2.2. Benefits of disseminating your work on PEERS

  • We have worked on the aesthetics of the site so that your works are highlighted and pleasant to read, both when they are consulted directly on the site and when they are downloaded in .pdf or .epub .
  • The PEERS text editor is designed specifically for scientific works, with an automated bibliography and formatting system, an interface much more aesthetic and practical to use than Microsoft Word.
  • You can review your work through a versioning system while maintaining control over previous versions.
  • Published works containing data analysis can take advantage of the interactive analysis tool.

2.3 Open review

By publishing your work on PEERS, you submit it to the Open Review system.
This may allow you to improve your work and/or subsequently integrate a collection.
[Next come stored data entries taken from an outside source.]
//! Core error types for `iceflow`
//!
//! Configuration and validation error types shared across the workspace.

use std::path::PathBuf;
use thiserror::Error;

// ============================================================================
// Error Classification
// ============================================================================

/// Broad class of a configuration failure.
///
/// Every [`ConfigError`] maps onto exactly one kind, which is what callers
/// (and tests) match on when the precise variant does not matter.
#[derive(Debug, Clone, Copy, PartialEq, Eq)]
pub enum ErrorKind {
    /// The document is not well-formed YAML.
    Parse,
    /// A required field is absent.
    Schema,
    /// A value has the wrong kind.
    Type,
    /// A value violates a documented bound.
    Range,
    /// The document could not be read.
    Io,
}

// ============================================================================
// Configuration Errors
// ============================================================================

/// Configuration loading and validation errors.
#[derive(Debug, Error)]
pub enum ConfigError {
    /// YAML parsing failed
    #[error("parse error in {path}{}: {message}", line.map_or_else(String::new, |l| format!(" (line {l})")))]
    ParseError {
        /// Path to the configuration file
        path: PathBuf,
        /// Line number where the error occurred (if available)
        line: Option<usize>,
        /// Error message from the parser
        message: String,
    },

    /// Required field is absent from the document
    #[error("missing required field '{field}'")]
    SchemaError {
        /// Dotted path of the missing field (e.g. `model.base.path`)
        field: String,
    },

    /// Field value has the wrong kind
    #[error("wrong type for '{field}': expected {expected}, found {found}")]
    TypeError {
        /// Dotted path of the field
        field: String,
        /// Description of the expected kind
        expected: String,
        /// Description of what the document contains
        found: String,
    },

    /// Field value violates a documented bound
    #[error("value out of range for '{field}': got {value}, expected {expected}")]
    RangeError {
        /// Dotted path of the field
        field: String,
        /// The offending value, rendered
        value: String,
        /// Description of the bound
        expected: String,
    },

    /// Cross-field validation failed
    #[error("validation failed for {path}: {}", summarize(errors))]
    ValidationError {
        /// Path to the configuration file
        path: String,
        /// List of validation issues found
        errors: Vec<ValidationIssue>,
    },

    /// Configuration file not found
    #[error("file not found: {path}")]
    MissingFile {
        /// Path to the missing file
        path: PathBuf,
    },

    /// Configuration file exists but could not be read
    #[error("cannot read {path}: {source}")]
    ReadError {
        /// Path to the file
        path: PathBuf,
        /// Underlying I/O failure
        #[source]
        source: std::io::Error,
    },

    /// Environment variable referenced in configuration is not set
    #[error("environment variable '{var}' not set (referenced at {location})")]
    EnvVarNotSet {
        /// Name of the environment variable
        var: String,
        /// Location in the configuration where it was referenced
        location: String,
    },

    /// One or more configuration files failed validation.
    #[error("{count} file(s) failed validation")]
    ValidationFailed {
        /// Number of files that failed validation.
        count: usize,
    },
}

impl ConfigError {
    /// Returns the broad class of this error.
    #[must_use]
    pub const fn kind(&self) -> ErrorKind {
        match self {
            Self::ParseError { .. } => ErrorKind::Parse,
            Self::SchemaError { .. } | Self::EnvVarNotSet { .. } => ErrorKind::Schema,
            Self::TypeError { .. } => ErrorKind::Type,
            Self::RangeError { .. } | Self::ValidationError { .. } | Self::ValidationFailed { .. } => {
                ErrorKind::Range
            }
            Self::MissingFile { .. } | Self::ReadError { .. } => ErrorKind::Io,
        }
    }

    /// Returns the dotted field path the error refers to, if any.
    #[must_use]
    pub fn field(&self) -> Option<&str> {
        match self {
            Self::SchemaError { field }
            | Self::TypeError { field, .. }
            | Self::RangeError { field, .. } => Some(field),
            _ => None,
        }
    }
}

fn summarize(errors: &[ValidationIssue]) -> String {
    match errors {
        [] => "no issues recorded".to_string(),
        [only] => only.to_string(),
        [first, rest @ ..] => format!("{first} (and {} more)", rest.len()),
    }
}

// ============================================================================
// Validation Types
// ============================================================================

/// A single validation issue found during configuration validation.
#[derive(Debug, Clone, PartialEq, Eq)]
pub struct ValidationIssue {
    /// Dotted path to the problematic field (e.g., "train[2].weight_fe")
    pub path: String,
    /// Description of the validation issue
    pub message: String,
    /// Severity level of the issue
    pub severity: Severity,
}

impl std::fmt::Display for ValidationIssue {
    fn fmt(&self, f: &mut std::fmt::Formatter<'_>) -> std::fmt::Result {
        let prefix = match self.severity {
            Severity::Error => "error",
            Severity::Warning => "warning",
        };
        write!(f, "{}: {} at {}", prefix, self.message, self.path)
    }
}

/// Severity level for validation issues.
#[derive(Debug, Clone, Copy, PartialEq, Eq)]
pub enum Severity {
    /// Error - validation failure that prevents configuration from being used
    Error,
    /// Warning - potential issue that does not prevent configuration loading
    Warning,
}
To know for about Open Review, please check our FAQ.

3. Disseminate the activities of a community of researchers.

PEERS is built on the model of a virtual symposium with two main actors: authors and communities. These communities can be composed of any group of researchers, whether or not they have an account on PEERS.
A "community" is a network of researchers with common interests, which may take the form of collections (equivalent to current journals) or joint research projects. A PEERS community can be a laboratory, a research group, a more or less formal network, a scholarly society or a working group within a scholarly society.
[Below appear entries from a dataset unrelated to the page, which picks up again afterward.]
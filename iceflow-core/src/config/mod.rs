//! Experiment configuration types.

pub mod schema;
pub mod setting;

pub use schema::*;
pub use setting::Setting;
3.1 Types of collections you can publish on PEERS

Any researcher or community can create a collection on PEERS. Collections are the equivalent of journals on PEERS: they are lists of publications (modelled on the Spotify playlists) that may contain written, audio or video works published on or outside PEERS. In creating this collection module, we thought that a set of existing academic activities should be able to be published on PEERS :
  • Syllabuses
  • Reading lists
  • Research notebooks (e.g. working papers collection)
  • A collection of books or articles meeting certain criteria around a given theme
  • A periodical review

3.2. Advantages of publishing a collection on PEERS rather than and/or in addition to other media

  • As with the papers, we have worked on the aesthetics of the PEERS collections to make them pleasant to look at and navigate and to highlight your work.
  • The PEERS collections use a unique system of transparency on the conditions of evaluation and voting for the integration of a work into a collection, leaving you free to choose the terms that suit you while giving readers a completely new perspective on the construction of the "journal".
  • The PEERS collections differ from traditional journals in that they allow for the integration of both works published on PEERS and works published elsewhere.
  • The PEERS collections are multimedia, allowing for the integration of written, audio and video.